Looking across the detail, the overall decline in 'new' housing finance — excluding re-financing commitments — of 2.7% was mainly driven by weakness from owner-occupiers, where lending fell by 3.9% in August. Annually, lending to the segment fell by 7.9% — a notable deceleration from last month where the decline was 2.9%. 

For the investor segment, lending fell for the 6th consecutive month in August, this time by 1.1%, with the value of commitments falling 20.5% below the level from a year ago.     

Meanwhile, lending advanced to first home buyers also eased in August, with a 1.1% decline to be broadly flat across the year (-0.5%). Overall, activity in the segment appears to be moderating after a lift over the back-half of last year that was driven by government assistance measures in New South Wales and Victoria.    

The value of refinancing commitments was little changed over the month at $6.444bn, with annual growth of 6.2%.  


Construction-related finance approvals showed further slowing in August, which is not unexpected given the slowing in building approvals and activity data. Approvals for newly constructed dwellings were little changed in the month but are down 15.5% on the year. Meanwhile, the number of approvals to finance the construction of dwellings fell 6.2% for the month and the annual decline slowed from 7.7% to 13%, reflective of a weakening environment for pre-sales. 


Looking across the states, declining finance approvals for owner-occupiers were broad-based in August, with; New South Wales -1% (-13%Y/Y), Victoria -3% (-5.5%Y/Y), Queensland -4.8% (-10.3%Y/Y), Western Australia -0.3% (-18.9%Y/Y) and Tasmania -2.2% (+1.1%Y/Y). South Australia was the only state to see an increase, rising by 1.9% in August but are 2.9% down on the year. 

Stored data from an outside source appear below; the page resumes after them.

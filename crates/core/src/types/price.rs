//! Decimal prices for delivery fees.

use core::fmt;

use rust_decimal::Decimal;
use serde::{Deserialize, Serialize};

/// A price in euros, the only currency the restaurant bills in.
#[derive(Debug, Clone, Copy, PartialEq, Eq, Serialize, Deserialize)]
pub struct Price {
    /// Amount in euros, not cents.
    pub amount: Decimal,
}

impl Price {
    /// Symbol shown after the amount.
    pub const SYMBOL: &'static str = "€";

    #[must_use]
    pub const fn eur(amount: Decimal) -> Self {
        Self { amount }
    }
}

impl fmt::Display for Price {
    fn fmt(&self, f: &mut fmt::Formatter<'_>) -> fmt::Result {
        write!(f, "{:.2} {}", self.amount.round_dp(2), Self::SYMBOL)
    }
}

#[cfg(test)]
mod tests {
    use super::*;

    #[test]
    fn test_display_rounds_to_cents() {
        let fee = Price::eur(Decimal::new(5, 0));
        assert_eq!(fee.to_string(), "5.00 €");

        let fee = Price::eur(Decimal::new(34_999, 4));
        assert_eq!(fee.to_string(), "3.50 €");
    }
}
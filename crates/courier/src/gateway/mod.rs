//! API Gateway client.
//!
//! # Architecture
//!
//! - Every backend service is reached through the gateway, under its own
//!   path prefix (`/auth`, `/client-api`, `/delivery-api`)
//! - The gateway is the source of truth; the only local state is the cached
//!   agent id and the session, both kept in the [`store`](crate::store)
//! - A fixed request timeout is applied by the HTTP client; timeouts surface
//!   as transient [`GatewayError::Http`] errors
//!
//! # Example
//!
//! ```rust,ignore
//! use resto_courier::{GatewayClient, CourierConfig};
//!
//! let config = CourierConfig::from_env()?;
//! let gateway = GatewayClient::authenticated(&config.gateway, &session)?;
//!
//! let profile = gateway.client_profile(&client_id).await?;
//! let agents = gateway.agents().await?;
//! ```

mod client;

pub use client::{GatewayClient, LoginResponse, paths};

use reqwest::StatusCode;
use thiserror::Error;

/// Errors that can occur when calling the API Gateway.
#[derive(Debug, Error)]
pub enum GatewayError {
    /// HTTP transport failed (connection, timeout, body decoding).
    #[error("HTTP error: {0}")]
    Http(#[from] reqwest::Error),

    /// Resource not found (404).
    #[error("Not found: {0}")]
    NotFound(String),

    /// Uniqueness constraint violated (409).
    #[error("Conflict: {0}")]
    Conflict(String),

    /// Missing, expired or insufficient bearer token (401/403).
    #[error("Unauthorized: {0}")]
    Unauthorized(String),

    /// Rate limited by the gateway (429).
    #[error("Rate limited")]
    RateLimited,

    /// Backend failure (5xx).
    #[error("Server error: {status} - {message}")]
    Server { status: u16, message: String },

    /// Any other non-success response.
    #[error("API error: {status} - {message}")]
    Api { status: u16, message: String },

    /// Response body did not match the expected shape.
    #[error("Parse error: {0}")]
    Parse(String),

    /// The request could not be built (bad header or URL).
    #[error("Invalid request: {0}")]
    InvalidRequest(String),
}

impl GatewayError {
    /// Map a non-success HTTP status and its body to an error.
    #[must_use]
    pub fn from_status(status: StatusCode, message: String) -> Self {
        match status {
            StatusCode::NOT_FOUND => Self::NotFound(message),
            StatusCode::CONFLICT => Self::Conflict(message),
            StatusCode::UNAUTHORIZED | StatusCode::FORBIDDEN => Self::Unauthorized(message),
            StatusCode::TOO_MANY_REQUESTS => Self::RateLimited,
            s if s.is_server_error() => Self::Server {
                status: s.as_u16(),
                message,
            },
            s => Self::Api {
                status: s.as_u16(),
                message,
            },
        }
    }

    /// Whether retrying the same request later may succeed.
    #[must_use]
    pub fn is_transient(&self) -> bool {
        match self {
            Self::Http(e) => e.is_timeout() || e.is_connect(),
            Self::RateLimited | Self::Server { .. } => true,
            _ => false,
        }
    }

    /// Whether the backend reported the resource as missing.
    #[must_use]
    pub const fn is_not_found(&self) -> bool {
        matches!(self, Self::NotFound(_))
    }

    /// Whether the backend reported a uniqueness conflict.
    #[must_use]
    pub const fn is_conflict(&self) -> bool {
        matches!(self, Self::Conflict(_))
    }

    /// HTTP status carried by the error, when the gateway answered at all.
    #[must_use]
    pub fn status(&self) -> Option<u16> {
        match self {
            Self::Http(e) => e.status().map(|s| s.as_u16()),
            Self::NotFound(_) => Some(404),
            Self::Conflict(_) => Some(409),
            Self::Unauthorized(_) => Some(401),
            Self::RateLimited => Some(429),
            Self::Server { status, .. } | Self::Api { status, .. } => Some(*status),
            Self::Parse(_) | Self::InvalidRequest(_) => None,
        }
    }
}
//! Delivery agent (livreur) records.

use core::fmt;

use serde::{Deserialize, Serialize};

use super::{AgentId, ClientProfile, Email};

/// A delivery agent as returned by the delivery service.
///
/// Only `id` and `email` are relied upon; every other field is informative and
/// tolerated when missing so that one malformed record never hides the rest
/// of a listing.
#[derive(Debug, Clone, PartialEq, Eq, Serialize, Deserialize)]
pub struct DeliveryAgent {
    pub id: AgentId,
    #[serde(default)]
    pub email: String,
    #[serde(default)]
    pub nom: Option<String>,
    #[serde(default)]
    pub prenom: Option<String>,
    #[serde(default)]
    pub telephone: Option<String>,
    #[serde(default)]
    pub vehicule: Option<String>,
    #[serde(default, rename = "numeroLicence")]
    pub numero_licence: Option<String>,
    #[serde(default)]
    pub statut: Option<String>,
}

/// Creation payload for a delivery agent.
///
/// Built from a [`ClientProfile`]; the credential and licence number carry a
/// caller-supplied suffix that must be unique per creation attempt, because
/// the delivery service also enforces uniqueness on those fields.
#[derive(Clone, PartialEq, Eq, Serialize)]
#[serde(rename_all = "camelCase")]
pub struct NewDeliveryAgent {
    pub nom: String,
    pub prenom: String,
    #[serde(skip_serializing_if = "Option::is_none")]
    pub telephone: Option<String>,
    pub email: Email,
    pub mot_de_passe: String,
    pub vehicule: String,
    pub numero_licence: String,
    #[serde(skip_serializing_if = "Option::is_none")]
    pub adresse: Option<String>,
    #[serde(skip_serializing_if = "Option::is_none")]
    pub ville: Option<String>,
    #[serde(skip_serializing_if = "Option::is_none")]
    pub code_postal: Option<String>,
}

impl NewDeliveryAgent {
    /// Build the creation payload for `profile`.
    #[must_use]
    pub fn from_profile(profile: &ClientProfile, vehicle: &str, unique_suffix: &str) -> Self {
        Self {
            nom: profile.first_name.clone(),
            prenom: profile.last_name.clone(),
            telephone: profile.phone.clone(),
            email: profile.email.clone(),
            mot_de_passe: format!("pwd_{unique_suffix}"),
            vehicule: vehicle.to_owned(),
            numero_licence: format!("LIC_{unique_suffix}"),
            adresse: profile.address.clone(),
            ville: profile.city.clone(),
            code_postal: profile.postal_code.clone(),
        }
    }
}

impl fmt::Debug for NewDeliveryAgent {
    fn fmt(&self, f: &mut fmt::Formatter<'_>) -> fmt::Result {
        f.debug_struct("NewDeliveryAgent")
            .field("nom", &self.nom)
            .field("prenom", &self.prenom)
            .field("email", &self.email)
            .field("mot_de_passe", &"[REDACTED]")
            .field("vehicule", &self.vehicule)
            .field("numero_licence", &self.numero_licence)
            .finish_non_exhaustive()
    }
}
//! Resto Core - Shared domain types.
//!
//! This crate provides the types exchanged with the restaurant API Gateway,
//! shared by:
//! - `resto-courier` - Agent provisioning and delivery workflow library
//! - `resto-cli` - Command-line caller for couriers and the kitchen
//!
//! # Architecture
//!
//! The core crate contains only types and pure logic - no I/O, no HTTP
//! clients, no clock. Wire formats follow the backend services: the client
//! service speaks camelCase, the delivery service uses French field names.
//!
//! # Modules
//!
//! - [`types`] - Typed ids, emails, prices, statuses and the records built on them

#![cfg_attr(not(test), forbid(unsafe_code))]

pub mod types;

pub use types::*;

Housing Finance — August | Insights 

Overall, August's data was weaker than expected, but that is unlikely to be viewed as a surprise by policymakers and markets given the softness evident in other housing-related indicators, such as; property prices — both on the ABS' measure and CoreLogic's Home Value Index  auction clearances, building approvals and construction activity. As the tightening in lending standards continues to play out — logically resulting in restricting housing finance demand, as intended by regulators   further softening in property prices appears likely given the prevailing mix of conditions.